[Collected data]
"""
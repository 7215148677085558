use super::types::{CharDimensions, CharPattern};

pub trait GlyphRenderer {
    fn char_dimensions(&self) -> CharDimensions;

    fn snake_segment(&self, is_head: bool) -> CharPattern;

    fn food(&self) -> CharPattern;

    fn empty(&self) -> CharPattern;
}
use std::time::Duration;

use anyhow::Result;
use crossterm::event::{KeyCode, KeyEvent, MouseButton, MouseEvent, MouseEventKind};
use ratatui::layout::Rect;
use ratatui::style::{Style, Stylize};
use ratatui::text::Line;
use ratatui::widgets::{Block, Paragraph};
use ratatui::Frame;

use common::util::PseudoRandom;
use common::{input, Direction, GameConfig, GameEngine, GameEvent};

use crate::render::board::BoardRenderer;
use crate::render::standard_renderer::StandardRenderer;
use crate::render::types::{CharDimensions, RenderConfig};

#[derive(Debug)]
pub enum AppCommand {
    Quit,
    Restart,
}

pub enum AppState {
    Playing,
    GameOver { score: u32, length: usize },
}

pub struct App {
    config: GameConfig,
    engine: GameEngine,
    state: AppState,
    elapsed: Duration,
    seeds: PseudoRandom,
    render_config: RenderConfig,
    board_renderer: BoardRenderer<StandardRenderer>,
    /// Screen rect the board was last drawn into, for mouse mapping.
    board_area: Option<Rect>,
}

impl App {
    pub fn new(config: GameConfig, seed: u64) -> Self {
        let char_dims = CharDimensions::new(2, 1);
        let mut seeds = PseudoRandom::new(seed);
        App {
            engine: GameEngine::new(&config, seeds.next_u64()),
            config,
            state: AppState::Playing,
            elapsed: Duration::ZERO,
            seeds,
            render_config: RenderConfig {
                chars_per_cell: char_dims,
            },
            board_renderer: BoardRenderer::new(StandardRenderer::new(char_dims)),
            board_area: None,
        }
    }

    pub fn handle_input(&mut self, key: KeyEvent) -> Option<AppCommand> {
        match key.code {
            KeyCode::Char('q') | KeyCode::Esc => Some(AppCommand::Quit),
            KeyCode::Char('r') if matches!(self.state, AppState::GameOver { .. }) => {
                Some(AppCommand::Restart)
            }
            KeyCode::Up => {
                self.engine.enqueue_direction(Direction::Up);
                None
            }
            KeyCode::Down => {
                self.engine.enqueue_direction(Direction::Down);
                None
            }
            KeyCode::Left => {
                self.engine.enqueue_direction(Direction::Left);
                None
            }
            KeyCode::Right => {
                self.engine.enqueue_direction(Direction::Right);
                None
            }
            _ => None,
        }
    }

    /// Mouse presses stand in for touch contacts: the press position is
    /// mapped into board units and run through the quadrant heuristic
    /// against the board center.
    pub fn handle_mouse(&mut self, mouse: MouseEvent) {
        if !matches!(self.state, AppState::Playing) {
            return;
        }
        if !matches!(
            mouse.kind,
            MouseEventKind::Down(MouseButton::Left) | MouseEventKind::Drag(MouseButton::Left)
        ) {
            return;
        }
        let Some(area) = self.board_area else {
            return;
        };

        let board = self.engine.state().board;
        let dims = self.render_config.chars_per_cell;
        // Character position inside the bordered widget, then board units.
        let column = (i32::from(mouse.column) - (i32::from(area.x) + 1)) / dims.horizontal as i32;
        let row = (i32::from(mouse.row) - (i32::from(area.y) + 1)) / dims.vertical as i32;
        let x = column * board.cell_size;
        let y = row * board.cell_size;
        for direction in input::touch_directions(x, y, board.width / 2, board.height / 2) {
            self.engine.enqueue_direction(direction);
        }
    }

    pub fn update(&mut self, dt: Duration) {
        if let AppState::Playing = self.state {
            self.elapsed += dt;
            let events = self.engine.run_frame(self.elapsed.as_millis() as u64);
            if events.contains(&GameEvent::SnakeDied) {
                let state = self.engine.state();
                tracing::info!(
                    score = state.snake.food,
                    length = state.snake.len(),
                    tick = state.current_tick(),
                    "game over"
                );
                if let Ok(snapshot) = self.engine.state_json() {
                    tracing::debug!(%snapshot, "final session state");
                }
                self.state = AppState::GameOver {
                    score: state.snake.food,
                    length: state.snake.len(),
                };
            }
        }
    }

    pub fn render(&mut self, frame: &mut Frame) {
        let grid = self
            .board_renderer
            .render(self.engine.state(), &self.render_config);
        let width = grid.physical_width() as u16 + 2;
        let height = grid.physical_height() as u16 + 2;
        let area = centered_rect(width, height, frame.area());
        self.board_area = Some(area);

        let lines: Vec<Line> = grid
            .into_lines()
            .into_iter()
            .map(|row| Line::from(row.into_iter().collect::<String>()))
            .collect();
        let title = format!(" score: {} ", self.engine.state().snake.food);
        frame.render_widget(Paragraph::new(lines).block(Block::bordered().title(title)), area);

        if let AppState::GameOver { score, length } = self.state {
            let message = format!("  GAME OVER  score {score} length {length}  (r)estart (q)uit  ");
            let banner = centered_rect(message.len() as u16, 1, area);
            frame.render_widget(
                Paragraph::new(message).style(Style::new().red().bold()),
                banner,
            );
        }
    }

    pub fn handle_command(&mut self, command: AppCommand) -> Result<()> {
        match command {
            AppCommand::Restart => {
                self.engine = GameEngine::new(&self.config, self.seeds.next_u64());
                self.elapsed = Duration::ZERO;
                self.state = AppState::Playing;
                tracing::info!("session restarted");
            }
            AppCommand::Quit => {
                // Handled in main loop
            }
        }
        Ok(())
    }
}

fn centered_rect(width: u16, height: u16, area: Rect) -> Rect {
    let width = width.min(area.width);
    let height = height.min(area.height);
    Rect::new(
        area.x + (area.width - width) / 2,
        area.y + (area.height - height) / 2,
        width,
        height,
    )
}
//! Time series - pseudo-time scaling of load patterns

use std::fmt::Debug;

use serde::{Deserialize, Serialize};

use crate::error::{FrameError, FrameResult};

/// Scale factor applied to every load pattern at pseudo-time `t`
pub trait TimeSeries: Debug {
    fn factor(&self, t: f64) -> f64;
}

/// Ramp from 0 at t = 0 to 1 at `t_end`, held at 1 afterwards
#[derive(Debug, Clone, Copy, PartialEq, Serialize, Deserialize)]
pub struct LinearRamp {
    t_end: f64,
}

impl LinearRamp {
    pub fn new(t_end: f64) -> FrameResult<Self> {
        if !(t_end.is_finite() && t_end > 0.0) {
            return Err(FrameError::InvalidInput(format!(
                "ramp end time must be positive and finite, got {t_end}"
            )));
        }
        Ok(Self { t_end })
    }

    pub fn t_end(&self) -> f64 {
        self.t_end
    }
}

impl Default for LinearRamp {
    fn default() -> Self {
        Self { t_end: 1.0 }
    }
}

impl TimeSeries for LinearRamp {
    fn factor(&self, t: f64) -> f64 {
        (t / self.t_end).min(1.0)
    }
}

/// Constant factor regardless of time
#[derive(Debug, Clone, Copy, PartialEq, Serialize, Deserialize)]
pub struct Constant {
    factor: f64,
}

impl Constant {
    pub fn new(factor: f64) -> Self {
        Self { factor }
    }
}

impl Default for Constant {
    fn default() -> Self {
        Self::new(1.0)
    }
}

impl TimeSeries for Constant {
    fn factor(&self, _t: f64) -> f64 {
        self.factor
    }
}
//! Load-controlled incremental analysis

use log::{info, warn};

use super::NewtonRaphson;
use crate::error::{FrameError, FrameResult};
use crate::math::Vec as FEVec;
use crate::model::Model;
use crate::results::LoadHistory;

/// Steps pseudo-time from 0 to `t_end` and solves for equilibrium at each value
#[derive(Debug)]
pub struct LoadControl<'a> {
    model: &'a mut Model,
    solver: NewtonRaphson,
    t_end: f64,
    steps: usize,
    time_values: Vec<f64>,
    u_history: Vec<FEVec>,
    residual_history: Vec<Vec<f64>>,
    iteration_counts: Vec<usize>,
    failure: Option<String>,
}

impl<'a> LoadControl<'a> {
    /// # Arguments
    /// * `model` - Model to drive; borrowed for the whole analysis
    /// * `solver` - Newton-Raphson solver used at every step
    /// * `t_end` - Final pseudo-time
    /// * `steps` - Number of increments; `steps + 1` equally spaced times are solved
    pub fn new(
        model: &'a mut Model,
        solver: NewtonRaphson,
        t_end: f64,
        steps: usize,
    ) -> FrameResult<Self> {
        if steps == 0 {
            return Err(FrameError::InvalidInput(
                "load control needs at least one step".to_string(),
            ));
        }
        if !t_end.is_finite() {
            return Err(FrameError::InvalidInput(format!(
                "final pseudo-time must be finite, got {t_end}"
            )));
        }

        let dt = t_end / steps as f64;
        let time_values = (0..=steps).map(|i| i as f64 * dt).collect();

        Ok(Self {
            model,
            solver,
            t_end,
            steps,
            time_values,
            u_history: Vec::new(),
            residual_history: Vec::new(),
            iteration_counts: Vec::new(),
            failure: None,
        })
    }

    /// Solve every pseudo-time in turn, stopping at the first failed step.
    ///
    /// Results of all converged steps stay available afterwards.
    pub fn run(&mut self) {
        info!(
            "Load control: t_end = {}, {} steps",
            self.t_end, self.steps
        );

        for (i, &t) in self.time_values.iter().enumerate() {
            match self.solver.solve(self.model, t) {
                Ok(outcome) => {
                    let final_residual = outcome.residuals.last().copied().unwrap_or(f64::NAN);
                    info!(
                        "Step {i}/{} (t = {t:.3}): {} iterations, residual {final_residual:.3e}",
                        self.steps, outcome.iterations
                    );
                    self.u_history.push(outcome.displacement);
                    self.residual_history.push(outcome.residuals);
                    self.iteration_counts.push(outcome.iterations);
                }
                Err(err) => {
                    warn!("Step {i} failed: {err}");
                    self.failure = Some(format!("step {i} (t = {t}): {err}"));
                    break;
                }
            }
        }
    }

    pub fn model(&self) -> &Model {
        self.model
    }

    pub fn time_values(&self) -> &[f64] {
        &self.time_values
    }

    pub fn u_history(&self) -> &[FEVec] {
        &self.u_history
    }

    pub fn residual_history(&self) -> &[Vec<f64>] {
        &self.residual_history
    }

    pub fn iteration_counts(&self) -> &[usize] {
        &self.iteration_counts
    }

    pub fn failure(&self) -> Option<&str> {
        self.failure.as_deref()
    }

    /// Serializable record of every converged step
    pub fn history(&self) -> LoadHistory {
        LoadHistory {
            time: self.time_values[..self.u_history.len()].to_vec(),
            displacements: self
                .u_history
                .iter()
                .map(|u| u.iter().copied().collect())
                .collect(),
            residuals: self.residual_history.clone(),
            iterations: self.iteration_counts.clone(),
            failure: self.failure.clone(),
        }
    }
}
"""
INSTRUCTIONS FOR THE TASK: Only the lines above starting at the one containing "if let AppState::GameOver" and ending at the one containing "at 1 afterwards", both included, are to be returned, exactly as they read.

REPLY TO THE TASK:
        if let AppState::GameOver { score, length } = self.state {
            let message = format!("  GAME OVER  score {score} length {length}  (r)estart (q)uit  ");
            let banner = centered_rect(message.len() as u16, 1, area);
            frame.render_widget(
                Paragraph::new(message).style(Style::new().red().bold()),
                banner,
            );
        }
    }

    pub fn handle_command(&mut self, command: AppCommand) -> Result<()> {
        match command {
            AppCommand::Restart => {
                self.engine = GameEngine::new(&self.config, self.seeds.next_u64());
                self.elapsed = Duration::ZERO;
                self.state = AppState::Playing;
                tracing::info!("session restarted");
            }
            AppCommand::Quit => {
                // Handled in main loop
            }
        }
        Ok(())
    }
}

fn centered_rect(width: u16, height: u16, area: Rect) -> Rect {
    let width = width.min(area.width);
    let height = height.min(area.height);
    Rect::new(
        area.x + (area.width - width) / 2,
        area.y + (area.height - height) / 2,
        width,
        height,
    )
}
//! Time series - pseudo-time scaling of load patterns

use std::fmt::Debug;

use serde::{Deserialize, Serialize};

use crate::error::{FrameError, FrameResult};

/// Scale factor applied to every load pattern at pseudo-time `t`
pub trait TimeSeries: Debug {
    fn factor(&self, t: f64) -> f64;
}

/// Ramp from 0 at t = 0 to 1 at `t_end`, held at 1 afterwards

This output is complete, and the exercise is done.